[Problem description]: With the first line below as the start and the line containing "pub const RUNTIME_SCRIPT_ID: &str" as the end, copy every line between them exactly, ends included.

Data extracted from a collection

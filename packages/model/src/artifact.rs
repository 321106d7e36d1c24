//! Wire formats read by the client runtime.
//!
//! The overlay artifact joins every patch row with the selector context of
//! its element map so the runtime can resolve without a second lookup.

use crate::payload::{ActionBehavior, SectionMarkup};
use crate::records::{
    ActionBinding, ElementMap, PageRevision, PatchRule, SectionInstance, TextPatch,
};
use crate::types::{
    ActionType, Breakpoint, InsertMode, InteractionState, ProjectId, RevisionId, TextMode,
    TriggerEvent,
};
use chrono::{DateTime, Utc};
use serde::{Deserialize, Serialize};
use std::collections::HashMap;

pub const CONFIG_SCRIPT_ID: &str = "bugence-dve-config";
pub const RUNTIME_SCRIPT_ID: &str = "bugence-dve-runtime";
pub const STYLE_ELEMENT_ID: &str = "bugence-dve-style";
pub const NODE_MARKER_ATTR: &str = "data-bugence-node";
pub const SECTION_MARKER_ATTR: &str = "data-bugence-dve-section";

/// Built overlay for one revision
#[derive(Debug, Clone, Default, PartialEq, Serialize, Deserialize)]
#[serde(rename_all = "camelCase", default)]
pub struct OverlayArtifact {
    pub revision_id: RevisionId,
    pub page_path: String,
    pub generated_at_utc: Option<DateTime<Utc>>,
    pub element_maps: Vec<ArtifactElementMap>,
    pub rules: Vec<ArtifactRule>,
    pub text_patches: Vec<ArtifactTextPatch>,
    pub section_instances: Vec<ArtifactSectionInstance>,
    pub action_bindings: Vec<ArtifactActionBinding>,
}

#[derive(Debug, Clone, Default, PartialEq, Serialize, Deserialize)]
#[serde(rename_all = "camelCase", default)]
pub struct ArtifactElementMap {
    pub element_key: String,
    pub primary_selector: String,
    pub fallback_selectors: Vec<String>,
    pub fingerprint_hash: String,
    pub anchor_hash: String,
    pub confidence: f64,
    pub last_resolved_selector: Option<String>,
    pub last_resolved_at_utc: Option<DateTime<Utc>>,
}

#[derive(Debug, Clone, Default, PartialEq, Serialize, Deserialize)]
#[serde(rename_all = "camelCase", default)]
pub struct ArtifactRule {
    pub id: i64,
    pub element_key: String,
    pub selector: String,
    pub fallback_selectors: Vec<String>,
    pub rule_type: String,
    pub breakpoint: Breakpoint,
    pub state: InteractionState,
    pub property: String,
    pub value: String,
    pub priority: i32,
}

#[derive(Debug, Clone, Default, PartialEq, Serialize, Deserialize)]
#[serde(rename_all = "camelCase", default)]
pub struct ArtifactTextPatch {
    pub id: i64,
    pub element_key: String,
    pub selector: String,
    pub fallback_selectors: Vec<String>,
    pub text_mode: TextMode,
    pub content: String,
}

#[derive(Debug, Clone, Default, PartialEq, Serialize, Deserialize)]
#[serde(rename_all = "camelCase", default)]
pub struct ArtifactSectionInstance {
    pub id: i64,
    pub template_id: String,
    pub insert_mode: InsertMode,
    pub target_element_key: Option<String>,
    pub selector: String,
    pub fallback_selectors: Vec<String>,
    pub markup: SectionMarkup,
}

impl ArtifactSectionInstance {
    /// Guard id stamped on the hidden marker node
    pub fn instance_id(&self) -> String {
        if self.id > 0 {
            return self.id.to_string();
        }
        let template = if self.template_id.is_empty() {
            "section"
        } else {
            self.template_id.as_str()
        };
        let target = self
            .target_element_key
            .as_deref()
            .filter(|k| !k.is_empty())
            .unwrap_or("root");
        format!("{}_{}", template, target)
    }
}

#[derive(Debug, Clone, PartialEq, Serialize, Deserialize)]
#[serde(rename_all = "camelCase")]
pub struct ArtifactActionBinding {
    #[serde(default)]
    pub id: i64,
    pub element_key: String,
    #[serde(default)]
    pub selector: String,
    #[serde(default)]
    pub fallback_selectors: Vec<String>,
    pub action_type: ActionType,
    #[serde(default)]
    pub workflow_id: Option<String>,
    #[serde(default)]
    pub navigate_url: Option<String>,
    #[serde(default)]
    pub trigger_event: TriggerEvent,
    #[serde(default = "empty_behavior")]
    pub behavior: ActionBehavior,
}

fn empty_behavior() -> ActionBehavior {
    ActionBehavior::Opaque(serde_json::Value::Object(Default::default()))
}

/// Embedded `<script id="bugence-dve-config">` payload
#[derive(Debug, Clone, Default, PartialEq, Serialize, Deserialize)]
#[serde(rename_all = "camelCase", default)]
pub struct RuntimeConfig {
    pub overlay_path: String,
    pub debug: bool,
    pub project_id: Option<ProjectId>,
    pub revision_id: Option<RevisionId>,
    pub emitted_at_utc: Option<DateTime<Utc>>,
}

/// Rows of one revision, as read from the store
#[derive(Debug, Clone, Copy)]
pub struct RevisionRows<'a> {
    pub revision: &'a PageRevision,
    pub element_maps: &'a [ElementMap],
    pub rules: &'a [PatchRule],
    pub text_patches: &'a [TextPatch],
    pub section_instances: &'a [SectionInstance],
    pub action_bindings: &'a [ActionBinding],
}

impl OverlayArtifact {
    /// Join patch rows with their element maps.
    ///
    /// Keys without a map get an empty selector and no fallbacks; the runtime
    /// then falls back to the node marker attribute.
    pub fn assemble(rows: RevisionRows<'_>, generated_at: DateTime<Utc>) -> Self {
        let by_key: HashMap<String, &ElementMap> = rows
            .element_maps
            .iter()
            .map(|m| (m.element_key.to_ascii_lowercase(), m))
            .collect();
        let context = |key: &str| -> (String, Vec<String>) {
            by_key
                .get(&key.to_ascii_lowercase())
                .map(|m| (m.primary_selector.clone(), m.fallback_selectors.clone()))
                .unwrap_or_default()
        };

        let mut maps: Vec<&ElementMap> = rows.element_maps.iter().collect();
        maps.sort_by_key(|m| m.id);

        Self {
            revision_id: rows.revision.id,
            page_path: rows.revision.page_path.clone(),
            generated_at_utc: Some(generated_at),
            element_maps: maps
                .into_iter()
                .map(|m| ArtifactElementMap {
                    element_key: m.element_key.clone(),
                    primary_selector: m.primary_selector.clone(),
                    fallback_selectors: m.fallback_selectors.clone(),
                    fingerprint_hash: m.fingerprint_hash.clone(),
                    anchor_hash: m.anchor_hash.clone(),
                    confidence: m.confidence,
                    last_resolved_selector: m.last_resolved_selector.clone(),
                    last_resolved_at_utc: m.last_resolved_at_utc,
                })
                .collect(),
            rules: sorted(rows.rules, |r| r.id)
                .map(|r| {
                    let (selector, fallback_selectors) = context(&r.element_key);
                    ArtifactRule {
                        id: r.id,
                        element_key: r.element_key.clone(),
                        selector,
                        fallback_selectors,
                        rule_type: r.rule_type.clone(),
                        breakpoint: r.breakpoint,
                        state: r.state,
                        property: r.property.clone(),
                        value: r.value.clone(),
                        priority: r.priority,
                    }
                })
                .collect(),
            text_patches: sorted(rows.text_patches, |t| t.id)
                .map(|t| {
                    let (selector, fallback_selectors) = context(&t.element_key);
                    ArtifactTextPatch {
                        id: t.id,
                        element_key: t.element_key.clone(),
                        selector,
                        fallback_selectors,
                        text_mode: t.text_mode,
                        content: t.content.clone(),
                    }
                })
                .collect(),
            section_instances: sorted(rows.section_instances, |s| s.id)
                .map(|s| {
                    let (selector, fallback_selectors) =
                        s.target_key().map(&context).unwrap_or_default();
                    ArtifactSectionInstance {
                        id: s.id,
                        template_id: s.template_id.clone(),
                        insert_mode: s.insert_mode,
                        target_element_key: s.target_element_key.clone(),
                        selector,
                        fallback_selectors,
                        markup: s.markup.clone(),
                    }
                })
                .collect(),
            action_bindings: sorted(rows.action_bindings, |b| b.id)
                .map(|b| {
                    let (selector, fallback_selectors) = context(&b.element_key);
                    ArtifactActionBinding {
                        id: b.id,
                        element_key: b.element_key.clone(),
                        selector,
                        fallback_selectors,
                        action_type: b.action_type,
                        workflow_id: b.workflow_id.clone(),
                        navigate_url: b.navigate_url.clone(),
                        trigger_event: b.trigger_event,
                        behavior: b.behavior.clone(),
                    }
                })
                .collect(),
        }
    }
}

fn sorted<T, F>(rows: &[T], key: F) -> impl Iterator<Item = &T>
where
    F: Fn(&T) -> i64,
{
    let mut refs: Vec<&T> = rows.iter().collect();
    refs.sort_by_key(|row| key(*row));
    refs.into_iter()
}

[Worked solution]:
filename packages/model/src/artifact.rs
repository 321106d7e36d1c24
//! Wire formats read by the client runtime.
//!
//! The overlay artifact joins every patch row with the selector context of
//! its element map so the runtime can resolve without a second lookup.

use crate::payload::{ActionBehavior, SectionMarkup};
use crate::records::{
    ActionBinding, ElementMap, PageRevision, PatchRule, SectionInstance, TextPatch,
};
use crate::types::{
    ActionType, Breakpoint, InsertMode, InteractionState, ProjectId, RevisionId, TextMode,
    TriggerEvent,
};
use chrono::{DateTime, Utc};
use serde::{Deserialize, Serialize};
use std::collections::HashMap;

pub const CONFIG_SCRIPT_ID: &str = "bugence-dve-config";
pub const RUNTIME_SCRIPT_ID: &str = "bugence-dve-runtime";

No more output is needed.